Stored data
══════════════════════════════

//! Bound query arguments.
//!
//! `?` markers in `where_sql`, `select`, `cte` and `raw` fragments are bound
//! positionally to an argument list. A sequence argument (`Vec<T>`, `[T; N]`,
//! `&[T]`) expands its marker into one placeholder per element, which makes
//! `x IN (?)` work with a list.

use std::sync::Arc;
use tokio_postgres::types::ToSql;

use crate::types::JsonObject;

/// A type-erased, shareable bound value.
pub type Param = Arc<dyn ToSql + Sync + Send>;

/// One argument bound to a `?` marker.
#[derive(Debug, Clone)]
pub enum Arg {
    /// A single value: the marker becomes one placeholder.
    One(Param),
    /// A sequence: the marker becomes a comma separated placeholder list.
    Many(Vec<Param>),
}

impl Arg {
    /// Number of placeholders this argument renders.
    pub fn len(&self) -> usize {
        match self {
            Arg::One(_) => 1,
            Arg::Many(values) => values.len(),
        }
    }

    pub fn is_empty(&self) -> bool {
        self.len() == 0
    }
}

/// Bind any `ToSql` value as a single argument.
///
/// Use this for types that have no [`IntoArg`] impl, e.g. `Vec<u8>` bound as
/// `bytea` instead of being expanded as a list.
pub fn arg<T>(value: T) -> Arg
where
    T: ToSql + Sync + Send + 'static,
{
    Arg::One(Arc::new(value))
}

/// Scalar column types that bind as a single placeholder.
pub trait Scalar: ToSql + Sync + Send + 'static {}

macro_rules! impl_scalar {
    ($($ty:ty),* $(,)?) => {
        $(impl Scalar for $ty {})*
    };
}

impl_scalar!(
    bool,
    i8,
    i16,
    i32,
    i64,
    u32,
    f32,
    f64,
    String,
    serde_json::Value,
    JsonObject,
    uuid::Uuid,
    chrono::NaiveDate,
    chrono::NaiveTime,
    chrono::NaiveDateTime,
    chrono::DateTime<chrono::Utc>,
    chrono::DateTime<chrono::Local>,
    chrono::DateTime<chrono::FixedOffset>,
    std::time::SystemTime,
    std::net::IpAddr,
);

impl<T: Scalar> Scalar for Option<T> {}

/// Conversion into a bound [`Arg`].
pub trait IntoArg {
    fn into_arg(self) -> Arg;
}

impl IntoArg for Arg {
    fn into_arg(self) -> Arg {
        self
    }
}

impl<T: Scalar> IntoArg for T {
    fn into_arg(self) -> Arg {
        Arg::One(Arc::new(self))
    }
}

impl IntoArg for &str {
    fn into_arg(self) -> Arg {
        Arg::One(Arc::new(self.to_string()))
    }
}

impl IntoArg for &String {
    fn into_arg(self) -> Arg {
        Arg::One(Arc::new(self.clone()))
    }
}

impl<T: Scalar> IntoArg for Vec<T> {
    fn into_arg(self) -> Arg {
        Arg::Many(self.into_iter().map(|v| Arc::new(v) as Param).collect())
    }
}

impl<T: Scalar + Clone> IntoArg for &[T] {
    fn into_arg(self) -> Arg {
        Arg::Many(self.iter().cloned().map(|v| Arc::new(v) as Param).collect())
    }
}

impl<T: Scalar, const N: usize> IntoArg for [T; N] {
    fn into_arg(self) -> Arg {
        Arg::Many(self.into_iter().map(|v| Arc::new(v) as Param).collect())
    }
}

impl IntoArg for Vec<&str> {
    fn into_arg(self) -> Arg {
        Arg::Many(
            self.into_iter()
                .map(|v| Arc::new(v.to_string()) as Param)
                .collect(),
        )
    }
}

/// Conversion into an argument list: `()`, tuples of [`IntoArg`] values, or
/// an already built `Vec<Arg>`.
pub trait IntoArgs {
    fn into_args(self) -> Vec<Arg>;
}

impl IntoArgs for () {
    fn into_args(self) -> Vec<Arg> {
        Vec::new()
    }
}

impl IntoArgs for Vec<Arg> {
    fn into_args(self) -> Vec<Arg> {
        self
    }
}

macro_rules! impl_into_args_tuple {
    ($($name:ident),+) => {
        impl<$($name: IntoArg),+> IntoArgs for ($($name,)+) {
            #[allow(non_snake_case)]
            fn into_args(self) -> Vec<Arg> {
                let ($($name,)+) = self;
                vec![$($name.into_arg()),+]
            }
        }
    };
}

impl_into_args_tuple!(A);
impl_into_args_tuple!(A, B);
impl_into_args_tuple!(A, B, C);
impl_into_args_tuple!(A, B, C, D);
impl_into_args_tuple!(A, B, C, D, E);
impl_into_args_tuple!(A, B, C, D, E, F);
impl_into_args_tuple!(A, B, C, D, E, F, G);
impl_into_args_tuple!(A, B, C, D, E, F, G, H);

══════════════════════════════

Task instructions:
The answer is the full set of records above, repeated exactly.

Task result:
//! Bound query arguments.
//!
//! `?` markers in `where_sql`, `select`, `cte` and `raw` fragments are bound
//! positionally to an argument list. A sequence argument (`Vec<T>`, `[T; N]`,
//! `&[T]`) expands its marker into one placeholder per element, which makes
//! `x IN (?)` work with a list.

use std::sync::Arc;
use tokio_postgres::types::ToSql;

use crate::types::JsonObject;

/// A type-erased, shareable bound value.
pub type Param = Arc<dyn ToSql + Sync + Send>;

/// One argument bound to a `?` marker.
#[derive(Debug, Clone)]
pub enum Arg {
    /// A single value: the marker becomes one placeholder.
    One(Param),
    /// A sequence: the marker becomes a comma separated placeholder list.
    Many(Vec<Param>),
}

impl Arg {
    /// Number of placeholders this argument renders.
    pub fn len(&self) -> usize {
        match self {
            Arg::One(_) => 1,
            Arg::Many(values) => values.len(),
        }
    }

    pub fn is_empty(&self) -> bool {
        self.len() == 0
    }
}

/// Bind any `ToSql` value as a single argument.
///
/// Use this for types that have no [`IntoArg`] impl, e.g. `Vec<u8>` bound as
/// `bytea` instead of being expanded as a list.
pub fn arg<T>(value: T) -> Arg
where
    T: ToSql + Sync + Send + 'static,
{
    Arg::One(Arc::new(value))
}

/// Scalar column types that bind as a single placeholder.
pub trait Scalar: ToSql + Sync + Send + 'static {}

macro_rules! impl_scalar {
    ($($ty:ty),* $(,)?) => {
        $(impl Scalar for $ty {})*
    };
}

impl_scalar!(
    bool,
    i8,
    i16,
    i32,
    i64,
    u32,
    f32,
    f64,
    String,
    serde_json::Value,
    JsonObject,
    uuid::Uuid,
    chrono::NaiveDate,
    chrono::NaiveTime,
    chrono::NaiveDateTime,
    chrono::DateTime<chrono::Utc>,
    chrono::DateTime<chrono::Local>,
    chrono::DateTime<chrono::FixedOffset>,
    std::time::SystemTime,
    std::net::IpAddr,
);

impl<T: Scalar> Scalar for Option<T> {}

/// Conversion into a bound [`Arg`].
pub trait IntoArg {
    fn into_arg(self) -> Arg;
}

impl IntoArg for Arg {
    fn into_arg(self) -> Arg {
        self
    }
}

impl<T: Scalar> IntoArg for T {
    fn into_arg(self) -> Arg {
        Arg::One(Arc::new(self))
    }
}

impl IntoArg for &str {
    fn into_arg(self) -> Arg {
        Arg::One(Arc::new(self.to_string()))
    }
}

impl IntoArg for &String {
    fn into_arg(self) -> Arg {
        Arg::One(Arc::new(self.clone()))
    }
}

impl<T: Scalar> IntoArg for Vec<T> {
    fn into_arg(self) -> Arg {
        Arg::Many(self.into_iter().map(|v| Arc::new(v) as Param).collect())
    }
}

impl<T: Scalar + Clone> IntoArg for &[T] {
    fn into_arg(self) -> Arg {
        Arg::Many(self.iter().cloned().map(|v| Arc::new(v) as Param).collect())
    }
}

impl<T: Scalar, const N: usize> IntoArg for [T; N] {
    fn into_arg(self) -> Arg {
        Arg::Many(self.into_iter().map(|v| Arc::new(v) as Param).collect())
    }
}

impl IntoArg for Vec<&str> {
    fn into_arg(self) -> Arg {
        Arg::Many(
            self.into_iter()
                .map(|v| Arc::new(v.to_string()) as Param)
                .collect(),
        )
    }
}

/// Conversion into an argument list: `()`, tuples of [`IntoArg`] values, or
/// an already built `Vec<Arg>`.
pub trait IntoArgs {
    fn into_args(self) -> Vec<Arg>;
}

impl IntoArgs for () {
    fn into_args(self) -> Vec<Arg> {
        Vec::new()
    }
}

impl IntoArgs for Vec<Arg> {
    fn into_args(self) -> Vec<Arg> {
        self
    }
}

macro_rules! impl_into_args_tuple {
    ($($name:ident),+) => {
        impl<$($name: IntoArg),+> IntoArgs for ($($name,)+) {
            #[allow(non_snake_case)]
            fn into_args(self) -> Vec<Arg> {
                let ($($name,)+) = self;
                vec![$($name.into_arg()),+]
            }
        }
    };
}

impl_into_args_tuple!(A);
impl_into_args_tuple!(A, B);
impl_into_args_tuple!(A, B, C);
impl_into_args_tuple!(A, B, C, D);
impl_into_args_tuple!(A, B, C, D, E);
impl_into_args_tuple!(A, B, C, D, E, F);
impl_into_args_tuple!(A, B, C, D, E, F, G);
impl_into_args_tuple!(A, B, C, D, E, F, G, H);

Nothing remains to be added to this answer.